Stored items:
....

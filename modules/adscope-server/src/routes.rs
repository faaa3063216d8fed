use std::sync::Arc;

use axum::{
    extract::State,
    http::StatusCode,
    response::{IntoResponse, Json},
    routing::{get, post},
    Router,
};
use chrono::{DateTime, NaiveDate, Utc};
use serde::Deserialize;
use serde_json::json;
use tracing::{error, info};

use adscope_engine::{AdAnalysisWorkflow, AdFetchWorkflow, AnalysisRequest};
use airtable_client::AirtableClient;
use apify_client::ApifyClient;
use gemini_client::GeminiClient;

#[derive(Clone)]
pub struct AppState {
    fetch: Arc<AdFetchWorkflow<AirtableClient, ApifyClient>>,
    analysis: Arc<AdAnalysisWorkflow<AirtableClient, GeminiClient>>,
}

pub fn build_router(
    fetch_store: AirtableClient,
    scraper: ApifyClient,
    analysis_store: AirtableClient,
    analyzer: GeminiClient,
) -> Router {
    let state = AppState {
        fetch: Arc::new(AdFetchWorkflow::new(fetch_store, scraper)),
        analysis: Arc::new(AdAnalysisWorkflow::new(analysis_store, analyzer)),
    };

    Router::new()
        .route(
            "/webhooks/ad-fetch-jobs",
            post(trigger_ad_fetch).get(ad_fetch_info),
        )
        .route(
            "/webhooks/ad-analysis",
            post(trigger_ad_analysis).get(ad_analysis_info),
        )
        .route("/health", get(health))
        .with_state(state)
}

/// Fired by the record store's automation when a job row is created.
#[derive(Debug, Deserialize)]
#[serde(rename_all = "camelCase")]
struct AdFetchTrigger {
    record_id: String,
    #[allow(dead_code)]
    triggered_at: Option<DateTime<Utc>>,
}

#[derive(Debug, Deserialize)]
#[serde(rename_all = "camelCase")]
struct AdAnalysisTrigger {
    limit: Option<u32>,
    start_date: Option<NaiveDate>,
    ad_ids: Option<Vec<String>>,
}

/// Accepts immediately and runs the workflow detached; the webhook caller
/// cannot wait minutes for a scrape run.
async fn trigger_ad_fetch(
    State(state): State<AppState>,
    Json(payload): Json<AdFetchTrigger>,
) -> impl IntoResponse {
    let record_id = payload.record_id.trim().to_string();
    if record_id.is_empty() {
        return (
            StatusCode::BAD_REQUEST,
            Json(json!({ "error": "recordId is required" })),
        );
    }

    info!(record_id, "Ad-fetch webhook received");

    let workflow = state.fetch.clone();
    let job_id = record_id.clone();
    tokio::spawn(async move {
        if let Err(e) = workflow.run(&job_id).await {
            error!(job_id, error = %e, "Detached ad-fetch run failed");
        }
    });

    (
        StatusCode::ACCEPTED,
        Json(json!({ "status": "accepted", "recordId": record_id })),
    )
}

async fn trigger_ad_analysis(
    State(state): State<AppState>,
    Json(payload): Json<AdAnalysisTrigger>,
) -> impl IntoResponse {
    info!(
        limit = ?payload.limit,
        start_date = ?payload.start_date,
        ad_ids = payload.ad_ids.as_ref().map(Vec::len),
        "Ad-analysis webhook received"
    );

    let request = AnalysisRequest {
        limit: payload.limit,
        start_date: payload.start_date,
        ad_ids: payload.ad_ids,
    };

    let workflow = state.analysis.clone();
    tokio::spawn(async move {
        match workflow.run(&request).await {
            Ok(stats) => info!(%stats, "Detached ad-analysis run finished"),
            Err(e) => error!(error = %e, "Detached ad-analysis run failed"),
        }
    });

    (StatusCode::ACCEPTED, Json(json!({ "status": "accepted" })))
}

// GET on a webhook path answers the store automation's connectivity check.
async fn ad_fetch_info() -> impl IntoResponse {
    Json(json!({ "status": "ok", "endpoint": "ad-fetch-jobs", "method": "POST" }))
}

async fn ad_analysis_info() -> impl IntoResponse {
    Json(json!({ "status": "ok", "endpoint": "ad-analysis", "method": "POST" }))
}

async fn health() -> impl IntoResponse {
    Json(json!({ "status": "ok" }))
}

....

Copy the records above exactly as written.

filename modules/adscope-server/src/routes.rs
repository faaa3063216d8fed
use std::sync::Arc;

use axum::{
    extract::State,
    http::StatusCode,
    response::{IntoResponse, Json},
    routing::{get, post},
    Router,
};
use chrono::{DateTime, NaiveDate, Utc};
use serde::Deserialize;
use serde_json::json;
use tracing::{error, info};

use adscope_engine::{AdAnalysisWorkflow, AdFetchWorkflow, AnalysisRequest};
use airtable_client::AirtableClient;
use apify_client::ApifyClient;
use gemini_client::GeminiClient;

#[derive(Clone)]
pub struct AppState {
    fetch: Arc<AdFetchWorkflow<AirtableClient, ApifyClient>>,
    analysis: Arc<AdAnalysisWorkflow<AirtableClient, GeminiClient>>,
}

pub fn build_router(
    fetch_store: AirtableClient,
    scraper: ApifyClient,
    analysis_store: AirtableClient,
    analyzer: GeminiClient,
) -> Router {
    let state = AppState {
        fetch: Arc::new(AdFetchWorkflow::new(fetch_store, scraper)),
        analysis: Arc::new(AdAnalysisWorkflow::new(analysis_store, analyzer)),
    };

    Router::new()
        .route(
            "/webhooks/ad-fetch-jobs",
            post(trigger_ad_fetch).get(ad_fetch_info),
        )
        .route(
            "/webhooks/ad-analysis",
            post(trigger_ad_analysis).get(ad_analysis_info),
        )
        .route("/health", get(health))
        .with_state(state)
}

/// Fired by the record store's automation when a job row is created.
#[derive(Debug, Deserialize)]
#[serde(rename_all = "camelCase")]
struct AdFetchTrigger {
    record_id: String,
    #[allow(dead_code)]
    triggered_at: Option<DateTime<Utc>>,
}

#[derive(Debug, Deserialize)]
#[serde(rename_all = "camelCase")]
struct AdAnalysisTrigger {
    limit: Option<u32>,
    start_date: Option<NaiveDate>,
    ad_ids: Option<Vec<String>>,
}

/// Accepts immediately and runs the workflow detached; the webhook caller
/// cannot wait minutes for a scrape run.
async fn trigger_ad_fetch(
    State(state): State<AppState>,
    Json(payload): Json<AdFetchTrigger>,
) -> impl IntoResponse {
    let record_id = payload.record_id.trim().to_string();
    if record_id.is_empty() {
        return (
            StatusCode::BAD_REQUEST,
            Json(json!({ "error": "recordId is required" })),
        );
    }

    info!(record_id, "Ad-fetch webhook received");

    let workflow = state.fetch.clone();
    let job_id = record_id.clone();
    tokio::spawn(async move {
        if let Err(e) = workflow.run(&job_id).await {
            error!(job_id, error = %e, "Detached ad-fetch run failed");
        }
    });

    (
        StatusCode::ACCEPTED,
        Json(json!({ "status": "accepted", "recordId": record_id })),
    )
}

async fn trigger_ad_analysis(
    State(state): State<AppState>,
    Json(payload): Json<AdAnalysisTrigger>,
) -> impl IntoResponse {
    info!(
        limit = ?payload.limit,
        start_date = ?payload.start_date,
        ad_ids = payload.ad_ids.as_ref().map(Vec::len),
        "Ad-analysis webhook received"
    );

    let request = AnalysisRequest {
        limit: payload.limit,
        start_date: payload.start_date,
        ad_ids: payload.ad_ids,
    };

    let workflow = state.analysis.clone();
    tokio::spawn(async move {
        match workflow.run(&request).await {
            Ok(stats) => info!(%stats, "Detached ad-analysis run finished"),
            Err(e) => error!(error = %e, "Detached ad-analysis run failed"),
        }
    });

    (StatusCode::ACCEPTED, Json(json!({ "status": "accepted" })))
}

// GET on a webhook path answers the store automation's connectivity check.
async fn ad_fetch_info() -> impl IntoResponse {
    Json(json!({ "status": "ok", "endpoint": "ad-fetch-jobs", "method": "POST" }))
}

async fn ad_analysis_info() -> impl IntoResponse {
    Json(json!({ "status": "ok", "endpoint": "ad-analysis", "method": "POST" }))
}

async fn health() -> impl IntoResponse {
    Json(json!({ "status": "ok" }))
}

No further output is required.